EXERCISE INSTRUCTIONS:
All lines holding the word "TileCoordinate" should be located in the records and copied.

Saved data entries
-- Opening Marker --

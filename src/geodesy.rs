//! Spherical (Web) Mercator projection between geographic coordinates and
//! the pixel/tile plane.
//!
//! At zoom `z` the whole world maps to a square of `TILE_SIZE * 2^z` pixels,
//! with pixel `(0, 0)` at the north-west corner. Tiles are `TILE_SIZE`
//! pixel squares indexed from the same corner.

use crate::error::Result;
use crate::quadkey::TileCoordinate;
use crate::validation::validate_mercator_point;
use crate::zoom::ZoomLevel;
use quadcluster_types::{GeoBounds, GeoPoint};
use serde::{Deserialize, Serialize};
use std::f64::consts::PI;

/// Side of a map tile in pixels.
pub const TILE_SIZE: u32 = 256;

/// Latitude at which the Mercator square closes (`atan(sinh(π))` in degrees).
pub const MERCATOR_MAX_LATITUDE: f64 = 85.05112877980659;

/// Largest latitude magnitude accepted for projection. Values between
/// [`MERCATOR_MAX_LATITUDE`] and this limit are clamped.
pub const MERCATOR_LATITUDE_LIMIT: f64 = 85.05113;

/// A position on the projected map, in pixels at some zoom level.
#[derive(Debug, Clone, Copy, PartialEq, Serialize, Deserialize)]
pub struct PixelCoordinate {
    pub x: f64,
    pub y: f64,
}

impl PixelCoordinate {
    pub const fn new(x: f64, y: f64) -> Self {
        Self { x, y }
    }

    pub fn midpoint(&self, other: &PixelCoordinate) -> PixelCoordinate {
        PixelCoordinate::new((self.x + other.x) / 2.0, (self.y + other.y) / 2.0)
    }
}

/// Side of the whole world map in pixels at `zoom`.
pub fn map_size(zoom: ZoomLevel) -> f64 {
    (TILE_SIZE as u64 * zoom.grid_size() as u64) as f64
}

/// Projects a geographic point to pixel coordinates at `zoom`.
///
/// Fails with `InvalidCoordinate` for non-finite values, longitudes outside
/// [-180, 180] and latitudes beyond ±[`MERCATOR_LATITUDE_LIMIT`].
///
/// # Examples
///
/// ```
/// use quadcluster::geodesy::{project, map_size};
/// use quadcluster::{GeoPoint, ZoomLevel};
///
/// let zoom = ZoomLevel::new(1).unwrap();
/// let pixel = project(&GeoPoint::new(0.0, 0.0), zoom).unwrap();
/// assert_eq!(pixel.x, map_size(zoom) / 2.0);
/// assert!((pixel.y - map_size(zoom) / 2.0).abs() < 1e-9);
/// ```
pub fn project(point: &GeoPoint, zoom: ZoomLevel) -> Result<PixelCoordinate> {
    validate_mercator_point(point)?;

    let size = map_size(zoom);
    let latitude = point
        .latitude
        .clamp(-MERCATOR_MAX_LATITUDE, MERCATOR_MAX_LATITUDE);

    let x = (point.longitude + 180.0) / 360.0 * size;

    let sin_latitude = latitude.to_radians().sin();
    let y = (0.5 - ((1.0 + sin_latitude) / (1.0 - sin_latitude)).ln() / (4.0 * PI)) * size;

    Ok(PixelCoordinate::new(x.clamp(0.0, size), y.clamp(0.0, size)))
}

/// Inverse of [`project`]. Pixels outside the map are clamped to its edge.
pub fn unproject(pixel: &PixelCoordinate, zoom: ZoomLevel) -> GeoPoint {
    let size = map_size(zoom);
    let x = pixel.x.clamp(0.0, size) / size - 0.5;
    let y = 0.5 - pixel.y.clamp(0.0, size) / size;

    let latitude = 90.0 - 360.0 * (-y * 2.0 * PI).exp().atan() / PI;
    let longitude = 360.0 * x;

    GeoPoint::new(latitude, longitude)
}

/// Tile containing `pixel`, clamped to the grid of `zoom`.
///
/// `tile_size` must be the pixel size the coordinates were produced with.
pub fn pixel_to_tile(pixel: &PixelCoordinate, zoom: ZoomLevel, tile_size: u32) -> TileCoordinate {
    let max_index = zoom.max_tile_index() as f64;
    let tile_size = tile_size as f64;

    let x = (pixel.x / tile_size).floor().clamp(0.0, max_index) as u32;
    let y = (pixel.y / tile_size).floor().clamp(0.0, max_index) as u32;

    TileCoordinate::from_parts(x, y, zoom)
}

/// Top-left and bottom-right pixel corners of `tile`.
pub fn tile_to_pixel_bounds(
    tile: &TileCoordinate,
    tile_size: u32,
) -> (PixelCoordinate, PixelCoordinate) {
    let size = tile_size as f64;
    let left = tile.x() as f64 * size;
    let top = tile.y() as f64 * size;

    (
        PixelCoordinate::new(left, top),
        PixelCoordinate::new(left + size, top + size),
    )
}

/// Tile containing `point` at `zoom`.
pub fn tile_for(point: &GeoPoint, zoom: ZoomLevel) -> Result<TileCoordinate> {
    let pixel = project(point, zoom)?;
    Ok(pixel_to_tile(&pixel, zoom, TILE_SIZE))
}

/// Geographic bounds of `tile`.
pub fn tile_bounds(tile: &TileCoordinate) -> GeoBounds {
    let (top_left, bottom_right) = tile_to_pixel_bounds(tile, TILE_SIZE);
    let north_west = unproject(&top_left, tile.zoom());
    let south_east = unproject(&bottom_right, tile.zoom());

    GeoBounds::new(
        GeoPoint::new(south_east.latitude, north_west.longitude),
        GeoPoint::new(north_west.latitude, south_east.longitude),
    )
}

/// Geographic position of the pixel midpoint of `tile`.
///
/// This is where a cluster marker for the tile is placed. Because of the
/// projection it is not the arithmetic midpoint of the tile's latitudes.
pub fn tile_center(tile: &TileCoordinate) -> GeoPoint {
    let (top_left, bottom_right) = tile_to_pixel_bounds(tile, TILE_SIZE);
    unproject(&top_left.midpoint(&bottom_right), tile.zoom())
}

-- Closing Marker --

TASK OUTPUT:
use crate::quadkey::TileCoordinate;
pub fn pixel_to_tile(pixel: &PixelCoordinate, zoom: ZoomLevel, tile_size: u32) -> TileCoordinate {
    TileCoordinate::from_parts(x, y, zoom)
    tile: &TileCoordinate,
pub fn tile_for(point: &GeoPoint, zoom: ZoomLevel) -> Result<TileCoordinate> {
pub fn tile_bounds(tile: &TileCoordinate) -> GeoBounds {
pub fn tile_center(tile: &TileCoordinate) -> GeoPoint {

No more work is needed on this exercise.